Tuesday, November 25, 2008

When life gets you down, Remember, it once gave you free lemons

There have been more delays on brothers gotta blog. The first post is all done but the pics still aren't ready to go. Also there are some design issues. Life, work, and being under the weather have all gotten in the way lately.

We are now shooting for December 1st to launch Brothers Gotta Blog. The four day weekend should allow us the time we need to get the site up and running.

Again sorry for the delay, we now return you to your regularly scheduled broadcasting.

Friday, November 21, 2008

Announcing Brothers Gotta Blog!

The new web project is Brothers Gotta Blog!

Big deal, another blog you say. Well its going to be a lot different from this one. This blog will feature conversations between myself and my brother Tim covering a variety of conversations. It will be collosal. It will be weird. It will be a lot of fun.

Unlike this blog, it will be updated once a week on Mondays.

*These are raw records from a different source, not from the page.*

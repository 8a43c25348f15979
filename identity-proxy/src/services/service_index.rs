//! Best-effort notifications to the upstream service index.
//!
//! Created and deleted users, organizations and teams are mirrored into the
//! upstream's resource registry so it sees the same shared objects the proxy
//! issues claims for. Calls run on spawned tasks and only log failures.

use reqwest::Client;
use serde::Serialize;

use crate::config::ProxyConfig;
use crate::models::{Organization, Team, User};
use crate::proxy::transport::ASSERTION_HEADER;
use crate::services::claims::ClaimsService;

#[derive(Debug, Clone, Serialize, PartialEq)]
pub struct IndexedResource {
    pub ansible_id: String,
    pub service_id: String,
    pub resource_type: &'static str,
    pub resource_data: ResourceData,
}

#[derive(Debug, Clone, Default, Serialize, PartialEq)]
pub struct ResourceData {
    #[serde(skip_serializing_if = "Option::is_none")]
    pub name: Option<String>,
    #[serde(skip_serializing_if = "Option::is_none")]
    pub username: Option<String>,
    #[serde(skip_serializing_if = "Option::is_none")]
    pub email: Option<String>,
    #[serde(skip_serializing_if = "Option::is_none")]
    pub first_name: Option<String>,
    #[serde(skip_serializing_if = "Option::is_none")]
    pub last_name: Option<String>,
    #[serde(skip_serializing_if = "Option::is_none")]
    pub is_superuser: Option<bool>,
    #[serde(skip_serializing_if = "Option::is_none")]
    pub description: Option<String>,
    /// `ansible_id` of the owning organization.
    #[serde(skip_serializing_if = "Option::is_none")]
    pub organization: Option<String>,
}

fn non_empty(value: &str) -> Option<String> {
    (!value.is_empty()).then(|| value.to_string())
}

#[derive(Clone)]
pub struct ServiceIndexClient {
    http: Client,
    endpoint: String,
    service_id: String,
    enabled: bool,
    claims: ClaimsService,
}

impl ServiceIndexClient {
    pub fn new(config: &ProxyConfig, claims: ClaimsService) -> Self {
        Self {
            http: Client::new(),
            endpoint: format!(
                "{}{}/service-index/resources/",
                config.upstream.url, config.upstream.api_prefix
            ),
            service_id: config.service_index.service_id.clone(),
            enabled: config.service_index.enabled,
            claims,
        }
    }

    pub fn endpoint(&self) -> &str {
        &self.endpoint
    }

    pub fn user_resource(&self, user: &User) -> IndexedResource {
        IndexedResource {
            ansible_id: user.sub.clone(),
            service_id: self.service_id.clone(),
            resource_type: "shared.user",
            resource_data: ResourceData {
                username: non_empty(&user.username),
                email: non_empty(&user.email),
                first_name: non_empty(&user.first_name),
                last_name: non_empty(&user.last_name),
                is_superuser: Some(user.is_superuser),
                ..Default::default()
            },
        }
    }

    pub fn organization_resource(&self, org: &Organization) -> IndexedResource {
        IndexedResource {
            ansible_id: org.ansible_id.clone(),
            service_id: self.service_id.clone(),
            resource_type: "shared.organization",
            resource_data: ResourceData {
                name: non_empty(&org.name),
                ..Default::default()
            },
        }
    }

    pub fn team_resource(&self, team: &Team, org: Option<&Organization>) -> IndexedResource {
        IndexedResource {
            ansible_id: team.ansible_id.clone(),
            service_id: self.service_id.clone(),
            resource_type: "shared.team",
            resource_data: ResourceData {
                name: non_empty(&team.name),
                organization: org.map(|o| o.ansible_id.clone()),
                ..Default::default()
            },
        }
    }

    /// Queue a create notification. No-op when disabled or anonymous.
    pub fn notify_created(&self, requester: Option<String>, resource: IndexedResource) {
        let Some(requester) = self.should_notify(requester) else {
            return;
        };
        let client = self.clone();
        tokio::spawn(async move {
            if let Err(e) = client.send_created(&requester, &resource).await {
                tracing::warn!(
                    ansible_id = %resource.ansible_id,
                    error = %e,
                    "Service index create notification failed"
                );
            }
        });
    }

    /// Queue a delete notification. No-op when disabled or anonymous.
    pub fn notify_deleted(&self, requester: Option<String>, ansible_id: String) {
        let Some(requester) = self.should_notify(requester) else {
            return;
        };
        let client = self.clone();
        tokio::spawn(async move {
            if let Err(e) = client.send_deleted(&requester, &ansible_id).await {
                tracing::warn!(
                    ansible_id = %ansible_id,
                    error = %e,
                    "Service index delete notification failed"
                );
            }
        });
    }

    fn should_notify(&self, requester: Option<String>) -> Option<String> {
        if !self.enabled {
            return None;
        }
        if requester.is_none() {
            tracing::debug!("Skipping service index notification without a requester");
        }
        requester
    }

    pub async fn send_created(
        &self,
        requester: &str,
        resource: &IndexedResource,
    ) -> Result<(), anyhow::Error> {
        let token = self.claims.issue(requester, None).await?;

        let response = self
            .http
            .post(&self.endpoint)
            .header(ASSERTION_HEADER, token)
            .json(resource)
            .send()
            .await?;

        let status = response.status();
        if !status.is_success() {
            anyhow::bail!("service index returned {}", status);
        }

        tracing::info!(
            ansible_id = %resource.ansible_id,
            resource_type = resource.resource_type,
            "Registered resource with service index"
        );
        Ok(())
    }

    pub async fn send_deleted(&self, requester: &str, ansible_id: &str) -> Result<(), anyhow::Error> {
        let token = self.claims.issue(requester, None).await?;

        let response = self
            .http
            .delete(format!("{}{}/", self.endpoint, ansible_id))
            .header(ASSERTION_HEADER, token)
            .send()
            .await?;

        let status = response.status();
        if !status.is_success() && status != reqwest::StatusCode::NOT_FOUND {
            anyhow::bail!("service index returned {}", status);
        }

        tracing::info!(ansible_id = %ansible_id, "Removed resource from service index");
        Ok(())
    }
}
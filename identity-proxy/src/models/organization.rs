use serde::{Deserialize, Serialize};
use validator::Validate;

use super::SummaryFields;

pub const ORGANIZATION_RESOURCE_TYPE: &str = "shared.organization";

#[derive(Debug, Clone, PartialEq)]
pub struct Organization {
    pub id: i64,
    pub ansible_id: String,
    pub name: String,
    /// Short alias used by fixtures (`org1`, `pe`); matched like a name.
    pub code_name: String,
}

impl Organization {
    pub fn answers_to(&self, name: &str) -> bool {
        self.name == name || self.code_name == name
    }
}

#[derive(Debug, Deserialize, Validate)]
pub struct CreateOrganizationRequest {
    #[validate(length(min = 1, message = "Org name can not be blank"))]
    pub name: String,
}

#[derive(Debug, Clone, Serialize)]
pub struct OrgResponse {
    pub id: i64,
    pub name: String,
    pub summary_fields: SummaryFields,
}

impl From<&Organization> for OrgResponse {
    fn from(org: &Organization) -> Self {
        Self {
            id: org.id,
            name: org.name.clone(),
            summary_fields: SummaryFields::new(&org.ansible_id, ORGANIZATION_RESOURCE_TYPE),
        }
    }
}
use chrono::{Duration, Utc};
use jsonwebtoken::{decode, encode, Algorithm, DecodingKey, EncodingKey, Header, Validation};
use rsa::pkcs1::EncodeRsaPrivateKey;
use rsa::pkcs8::{EncodePublicKey, LineEnding};
use rsa::{RsaPrivateKey, RsaPublicKey};
use serde::{de::DeserializeOwned, Deserialize, Serialize};
use std::fs;

use crate::config::JwtConfig;

const KEY_BITS: usize = 2048;

/// RS256 signer for identity assertions.
#[derive(Clone)]
pub struct JwtService {
    encoding_key: EncodingKey,
    decoding_key: DecodingKey,
    public_key_pem: String,
    issuer: String,
    audience: String,
    expiry_minutes: i64,
}

/// Registered claims wrapped around every assertion body.
#[derive(Debug, Clone, Serialize, Deserialize, PartialEq)]
pub struct Signed<T> {
    pub version: u32,
    pub iss: String,
    pub aud: String,
    /// Expiration time (Unix timestamp)
    pub exp: i64,
    /// Issued at (Unix timestamp)
    pub iat: i64,
    #[serde(flatten)]
    pub claims: T,
}

impl JwtService {
    /// Load the key pair from the configured PEM files, or generate a fresh
    /// one when no paths are set.
    pub fn new(config: &JwtConfig) -> Result<Self, anyhow::Error> {
        match (&config.private_key_path, &config.public_key_path) {
            (Some(private_path), Some(public_path)) => {
                let private_key_pem = fs::read_to_string(private_path).map_err(|e| {
                    anyhow::anyhow!("Failed to read private key from {}: {}", private_path, e)
                })?;
                let public_key_pem = fs::read_to_string(public_path).map_err(|e| {
                    anyhow::anyhow!("Failed to read public key from {}: {}", public_path, e)
                })?;

                tracing::info!(path = %private_path, "Loaded RS256 signing key from file");
                Self::from_pem(config, &private_key_pem, &public_key_pem)
            }
            _ => Self::generate(config),
        }
    }

    /// Generate a process-lifetime key pair.
    pub fn generate(config: &JwtConfig) -> Result<Self, anyhow::Error> {
        let private_key = RsaPrivateKey::new(&mut rand::thread_rng(), KEY_BITS)
            .map_err(|e| anyhow::anyhow!("Failed to generate RSA key: {}", e))?;
        let public_key = RsaPublicKey::from(&private_key);

        let private_key_pem = private_key
            .to_pkcs1_pem(LineEnding::LF)
            .map_err(|e| anyhow::anyhow!("Failed to encode private key: {}", e))?;
        let public_key_pem = public_key
            .to_public_key_pem(LineEnding::LF)
            .map_err(|e| anyhow::anyhow!("Failed to encode public key: {}", e))?;

        tracing::info!(bits = KEY_BITS, "Generated RS256 signing key pair");
        Self::from_pem(config, &private_key_pem, &public_key_pem)
    }

    pub fn from_pem(
        config: &JwtConfig,
        private_key_pem: &str,
        public_key_pem: &str,
    ) -> Result<Self, anyhow::Error> {
        let encoding_key = EncodingKey::from_rsa_pem(private_key_pem.as_bytes())
            .map_err(|e| anyhow::anyhow!("Failed to parse private key: {}", e))?;
        let decoding_key = DecodingKey::from_rsa_pem(public_key_pem.as_bytes())
            .map_err(|e| anyhow::anyhow!("Failed to parse public key: {}", e))?;

        Ok(Self {
            encoding_key,
            decoding_key,
            public_key_pem: public_key_pem.to_string(),
            issuer: config.issuer.clone(),
            audience: config.audience.clone(),
            expiry_minutes: config.expiry_minutes,
        })
    }

    /// SubjectPublicKeyInfo PEM of the verification key.
    pub fn public_key_pem(&self) -> &str {
        &self.public_key_pem
    }

    pub fn sign<T: Serialize>(&self, claims: T) -> Result<String, jsonwebtoken::errors::Error> {
        let now = Utc::now();
        let exp = now + Duration::minutes(self.expiry_minutes);

        let signed = Signed {
            version: 1,
            iss: self.issuer.clone(),
            aud: self.audience.clone(),
            exp: exp.timestamp(),
            iat: now.timestamp(),
            claims,
        };

        encode(&Header::new(Algorithm::RS256), &signed, &self.encoding_key)
    }

    /// Verify signature, expiry, issuer and audience.
    pub fn validate<T: DeserializeOwned>(&self, token: &str) -> Result<Signed<T>, anyhow::Error> {
        let mut validation = Validation::new(Algorithm::RS256);
        validation.validate_exp = true;
        validation.set_issuer(&[&self.issuer]);
        validation.set_audience(&[&self.audience]);

        let token_data = decode::<Signed<T>>(token, &self.decoding_key, &validation)
            .map_err(|e| anyhow::anyhow!("Invalid identity assertion: {}", e))?;

        Ok(token_data.claims)
    }
}
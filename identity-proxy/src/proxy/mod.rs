pub mod rewrite;
pub mod transport;

pub use rewrite::ResponseRewriter;
pub use transport::{UpstreamClient, UpstreamResponse, ASSERTION_HEADER};
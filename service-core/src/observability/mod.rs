pub mod logging;
pub mod trace_context;

pub use logging::init_tracing;
pub use trace_context::{
    REQUEST_ID_HEADER, TRACEPARENT_HEADER, TRACESTATE_HEADER, extract_request_id,
    inject_trace_context,
};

A lot more work is involved with this blog so it takes longer. We are hoping to have it up and running this coming monday.

Trust me you'll like it.

More shows heading to the tv in the sky?

Eli Stone, Pushing Daisies and Dirty Sexy Money did not receive orders for additional episodes. While technically, the series are not cancelled, and will complete production on their 13 episode orders from the network, the difference between “no more hours being ordered” and “cancelled” is seen by many as being academic. Poor Mr. Jones is going to have nothing to watch.

You know someone should make a website about all of these canned shows.

;)

Thursday, November 20, 2008

Chuck Norris is a Potty Mouth

Well the Chuck Norris Random Fact Generator just dropped an F Bomb... so its farewell to the widget. You were very funny most of the time but I can't have that type of language on this blog. My kids visit the site

Well so what if they can't read... I still don't want that language on the blog.

Wednesday, November 19, 2008

Hitler was nuts... or was he?

WARNING: The following story is not for the kiddos.

from Foxnews:

An extraordinary account from a German army medic has finally confirmed what the world long suspected: Hitler only had one testicle.

War veteran Johan Jambor made the revelation to a priest in the 1960s, who wrote it down.

The priest’s document has now come to light –- 23 years after Jambor’s death.

The war tyrant’s medical condition has been mocked for years in a British song.

The lyrics are: "Hitler has only got one ball, the other is in the Albert Hall. His mother, the dirty b****r, cut it off when he was small."

Until now there has never been complete proof Hitler was monorchic — the medical term for having one testicle.

But the document tells how Jambor saw the proof with his own eyes. In the account, he relives the horror of serving as an army medic in World War I.

He died aged 94 in 1985, but had told his secret to priest Franciszek Pawlar, who kept a note of their conversation.

Johan’s friend Blassius Hanczuch confirmed the priest’s account of how the medic saved Hitler’s life. He said: “In 1916 they had their hardest fight in the Battle of the Somme.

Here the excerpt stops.